Rein In Your Doomscrolling Habit With A Mindfulness Practice

Scrolling never ends and getting trapped in a doomscrolling spiral can happen much quicker than you might expect. Explore what doomscrolling is, why it happens and how to stop this damaging and anxiety feeding habit.
Chief Editor Insight Timer Blog
Chief Editor Insight Timer Blog

It’s a nice day. The weather’s pleasant and you’re feeling cheerful. You’ve just spent the afternoon with your favorite people, doing the things you love, and in this state of mind you begin to understand what people mean when they talk about being blessed. You’re feeling pretty content with life when, without skipping a beat, and for the first time in hours, you reach for your phone. And then all hell breaks loose.

You were a picture of serenity and peace a moment ago, but within a few minutes your mood blackens as your fingers flick through page after stressful page on your phone. You soon feel awful.
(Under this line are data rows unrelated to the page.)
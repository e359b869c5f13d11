//! Error types for the calibration pipeline.

use std::path::PathBuf;

use thiserror::Error;

use crate::job::JobId;

/// Errors returned by the caller-facing API.
#[derive(Error, Debug)]
pub enum CalibratorError {
    #[error("No workers requested; at least one corner finder and one calibrate worker are required")]
    NoWorkers,
    #[error("Invalid texture at index {index}: {reason}")]
    InvalidTexture { index: usize, reason: String },
    #[error("Invalid zoom level {0}; expected a normalized value in [0, 1]")]
    InvalidZoom(f32),
    #[error("Invalid parameters: {0}")]
    InvalidParameters(String),
    #[error("No calibration images found in folder: {}", .0.display())]
    EmptyFolder(PathBuf),
    #[error("Media stream job {0} is already registered")]
    StreamAlreadyRegistered(JobId),
    #[error("Failed to spawn worker thread: {0}")]
    ThreadSpawn(String),
    #[error("IO error: {0}")]
    Io(#[from] std::io::Error),
    #[error("Image error: {0}")]
    Image(#[from] image::ImageError),
    #[error("JSON error: {0}")]
    Json(#[from] serde_json::Error),
    #[error(transparent)]
    Vision(#[from] VisionError),
}

/// Errors reported by a [`crate::vision::VisionLibrary`] backend.
#[derive(Error, Debug, Clone, PartialEq)]
pub enum VisionError {
    #[error("Checkerboard pattern not found")]
    PatternNotFound,
    #[error("Lens calibration failed: {0}")]
    SolveFailed(String),
    #[error("Vision backend unavailable: {0}")]
    Unavailable(String),
}

pub type Result<T> = std::result::Result<T, CalibratorError>;

#[cfg(test)]
mod tests {
    use super::*;

    #[test]
    fn test_error_messages() {
        let err = CalibratorError::InvalidZoom(1.5);
        assert!(err.to_string().contains("1.5"));

        let err = CalibratorError::InvalidTexture {
            index: 2,
            reason: "too small".to_string(),
        };
        assert_eq!(err.to_string(), "Invalid texture at index 2: too small");
    }

    #[test]
    fn test_vision_error_is_transparent() {
        let err: CalibratorError = VisionError::PatternNotFound.into();
        assert_eq!(err.to_string(), "Checkerboard pattern not found");
    }
}
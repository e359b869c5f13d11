//! Vision library contract.
//!
//! Corner detection and the camera-matrix solve are delegated to a
//! [`VisionLibrary`] implementation. Workers only see this trait, so a
//! backend can be swapped without touching the scheduling code.

use image::RgbaImage;

use crate::config::{CalibrationParameters, ChessboardSearchParameters};
use crate::error::VisionError;
use crate::work_unit::{GridSize, ResizeParameters};

#[cfg(feature = "opencv")]
mod opencv_impl;

#[cfg(feature = "opencv")]
pub use opencv_impl::OpenCvVision;

/// Intrinsics and distortion solved from a set of corner grids.
#[derive(Debug, Clone, Default, PartialEq)]
pub struct CalibrationOutput {
    /// RMS reprojection error.
    pub error: f32,
    pub fov_x: f32,
    pub fov_y: f32,
    pub focal_length_mm: f32,
    pub aspect_ratio: f32,
    pub sensor_size_mm_x: f32,
    pub sensor_size_mm_y: f32,
    pub principal_pixel_point_x: f32,
    pub principal_pixel_point_y: f32,
    pub resolution_x: u32,
    pub resolution_y: u32,
    pub k1: f32,
    pub k2: f32,
    pub p1: f32,
    pub p2: f32,
    pub k3: f32,
    pub k4: f32,
    pub k5: f32,
    pub k6: f32,
}

/// Checkerboard detection and lens solve backend.
pub trait VisionLibrary: Send + Sync {
    /// Find the inner corners of the checkerboard.
    ///
    /// `image` is at source resolution; the backend searches at
    /// `resize.resize_x` x `resize.resize_y` and returns flattened `x, y`
    /// pairs in that search resolution, `2 * cols * rows` floats long.
    fn detect_corners(
        &self,
        resize: &ResizeParameters,
        search: &ChessboardSearchParameters,
        image: &RgbaImage,
        debug: bool,
    ) -> Result<Vec<f32>, VisionError>;

    /// Solve intrinsics from `image_count` concatenated corner grids in
    /// native resolution.
    #[allow(clippy::too_many_arguments)]
    fn calibrate_lens(
        &self,
        resize: &ResizeParameters,
        calibration: &CalibrationParameters,
        corners: &[f32],
        square_size_mm: f32,
        grid: GridSize,
        image_count: usize,
        debug: bool,
    ) -> Result<CalibrationOutput, VisionError>;
}

/// Physical sensor size derived from its diagonal and the image aspect.
pub fn sensor_size_from_diagonal(diagonal_mm: f32, width: u32, height: u32) -> (f32, f32) {
    let w = width as f32;
    let h = height as f32;
    let d = (w * w + h * h).sqrt();
    if d == 0.0 {
        return (0.0, 0.0);
    }
    (diagonal_mm * w / d, diagonal_mm * h / d)
}

/// Backend used when the crate is built without a vision library.
pub struct UnavailableVision;

impl VisionLibrary for UnavailableVision {
    fn detect_corners(
        &self,
        _resize: &ResizeParameters,
        _search: &ChessboardSearchParameters,
        _image: &RgbaImage,
        _debug: bool,
    ) -> Result<Vec<f32>, VisionError> {
        Err(VisionError::Unavailable(
            "OpenCV feature not enabled. Build with --features opencv".to_string(),
        ))
    }

    fn calibrate_lens(
        &self,
        _resize: &ResizeParameters,
        _calibration: &CalibrationParameters,
        _corners: &[f32],
        _square_size_mm: f32,
        _grid: GridSize,
        _image_count: usize,
        _debug: bool,
    ) -> Result<CalibrationOutput, VisionError> {
        Err(VisionError::Unavailable(
            "OpenCV feature not enabled. Build with --features opencv".to_string(),
        ))
    }
}
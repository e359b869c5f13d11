//! Job registry types.

use std::collections::HashMap;
use std::fmt;
use std::sync::Arc;
use std::time::Instant;

use serde::{Deserialize, Serialize};
use uuid::Uuid;

use crate::config::CalibrationParameters;
use crate::poller::EventReceiver;

/// Unique identifier for a calibration job.
#[derive(Debug, Clone, Copy, PartialEq, Eq, Hash, Serialize, Deserialize)]
pub struct JobId(pub Uuid);

impl JobId {
    pub fn new() -> Self {
        JobId(Uuid::new_v4())
    }
}

impl Default for JobId {
    fn default() -> Self {
        Self::new()
    }
}

impl fmt::Display for JobId {
    fn fmt(&self, f: &mut fmt::Formatter<'_>) -> fmt::Result {
        write!(f, "{}", self.0)
    }
}

/// Correlates every image of one zoom level within a job.
#[derive(Debug, Clone, Copy, PartialEq, Eq, Hash, Serialize, Deserialize)]
pub struct CalibrationId(pub Uuid);

impl CalibrationId {
    pub fn new() -> Self {
        CalibrationId(Uuid::new_v4())
    }
}

impl Default for CalibrationId {
    fn default() -> Self {
        Self::new()
    }
}

impl fmt::Display for CalibrationId {
    fn fmt(&self, f: &mut fmt::Formatter<'_>) -> fmt::Result {
        write!(f, "{}", self.0)
    }
}

/// How a job is fed.
#[derive(Debug, Clone, Copy, PartialEq, Eq, Serialize, Deserialize)]
pub enum JobType {
    /// A fixed set of images submitted up front.
    OneTime,
    /// Snapshots taken from a media stream over time.
    Continuous,
}

impl fmt::Display for JobType {
    fn fmt(&self, f: &mut fmt::Formatter<'_>) -> fmt::Result {
        match self {
            JobType::OneTime => write!(f, "OneTime"),
            JobType::Continuous => write!(f, "Continuous"),
        }
    }
}

/// Correlation handle returned to the caller when a job is registered.
#[derive(Debug, Clone, PartialEq, Serialize, Deserialize)]
pub struct JobInfo {
    pub job_type: JobType,
    pub job_id: JobId,
    pub calibration_ids: Vec<CalibrationId>,
}

/// Expected and processed image counts for one calibration.
#[derive(Debug, Clone, Copy, PartialEq, Eq)]
pub struct ImageCounts {
    pub expected: usize,
    pub current: usize,
}

impl ImageCounts {
    pub fn new(expected: usize) -> Self {
        Self { expected, current: 0 }
    }

    /// Count one more image. Returns `true` only on the increment that reaches
    /// the expected count; increments past that point are ignored.
    pub fn increment(&mut self) -> bool {
        if self.is_complete() {
            return false;
        }
        self.current += 1;
        self.current == self.expected
    }

    pub fn is_complete(&self) -> bool {
        self.current >= self.expected
    }
}

/// A registered job, owned by the distributor.
pub struct Job {
    pub info: JobInfo,
    pub receiver: Arc<dyn EventReceiver>,
    pub calibration: CalibrationParameters,
    pub expected_result_count: usize,
    pub current_result_count: usize,
    pub image_counts: HashMap<CalibrationId, ImageCounts>,
    pub start_time: Instant,
}

impl Job {
    pub fn new(
        info: JobInfo,
        image_counts: &[usize],
        expected_result_count: usize,
        receiver: Arc<dyn EventReceiver>,
        calibration: CalibrationParameters,
    ) -> Self {
        let image_counts = info
            .calibration_ids
            .iter()
            .zip(image_counts)
            .map(|(id, expected)| (*id, ImageCounts::new(*expected)))
            .collect();

        Self {
            info,
            receiver,
            calibration,
            expected_result_count,
            current_result_count: 0,
            image_counts,
            start_time: Instant::now(),
        }
    }

    /// Count one delivered result. Returns `true` when the job just completed.
    pub fn record_result(&mut self) -> bool {
        if self.current_result_count >= self.expected_result_count {
            return false;
        }
        self.current_result_count += 1;
        self.current_result_count == self.expected_result_count
    }

    /// Whether every calibration in this job has seen all of its images.
    pub fn all_images_counted(&self) -> bool {
        self.image_counts.values().all(ImageCounts::is_complete)
    }
}

impl fmt::Debug for Job {
    fn fmt(&self, f: &mut fmt::Formatter<'_>) -> fmt::Result {
        f.debug_struct("Job")
            .field("info", &self.info)
            .field("expected_result_count", &self.expected_result_count)
            .field("current_result_count", &self.current_result_count)
            .field("image_counts", &self.image_counts)
            .finish_non_exhaustive()
    }
}

#[cfg(test)]
mod tests {
    use super::*;
    use crate::testing::RecordingReceiver;

    fn job(counts: &[usize], results: usize) -> Job {
        let info = JobInfo {
            job_type: JobType::OneTime,
            job_id: JobId::new(),
            calibration_ids: counts.iter().map(|_| CalibrationId::new()).collect(),
        };
        Job::new(
            info,
            counts,
            results,
            Arc::new(RecordingReceiver::default()),
            CalibrationParameters::default(),
        )
    }

    #[test]
    fn test_image_counts_reach_expected_once() {
        let mut counts = ImageCounts::new(3);
        assert!(!counts.increment());
        assert!(!counts.increment());
        assert!(counts.increment());
        assert!(!counts.increment());
        assert_eq!(counts.current, 3);
    }

    #[test]
    fn test_result_count_never_exceeds_expected() {
        let mut job = job(&[2, 2], 2);
        assert!(!job.record_result());
        assert!(job.record_result());
        assert!(!job.record_result());
        assert_eq!(job.current_result_count, 2);
    }

    #[test]
    fn test_all_images_counted() {
        let mut job = job(&[1, 2], 2);
        let ids = job.info.calibration_ids.clone();
        assert!(!job.all_images_counted());

        job.image_counts.get_mut(&ids[0]).unwrap().increment();
        job.image_counts.get_mut(&ids[1]).unwrap().increment();
        assert!(!job.all_images_counted());

        job.image_counts.get_mut(&ids[1]).unwrap().increment();
        assert!(job.all_images_counted());
    }

    #[test]
    fn test_ids_are_unique() {
        assert_ne!(JobId::new(), JobId::new());
        assert_ne!(CalibrationId::new(), CalibrationId::new());
    }
}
You are partaking in a COVID-inspired bad habit that is so pernicious it’s earned its own name: doomscrolling.

What Is Doomscrolling?

Coronavirus has changed a lot about our world. People are coining new terms that reflect our collective experience of the pandemic’s affect on our mental health, and our coping strategies.

Even if you’ve never seen a formal definition (Merriam Webster is paying close attention) you probably already know what doomscrolling is: the irresistible compulsion to continue to browse online content, especially news, even when it continually depresses, stresses or angers you. Falling down dark rabbit holes that seem to lack any natural end, we find ourselves fueling fires of anxiety, compelled by morbid curiosity to watch the slow-motion train wreck that has been 2020.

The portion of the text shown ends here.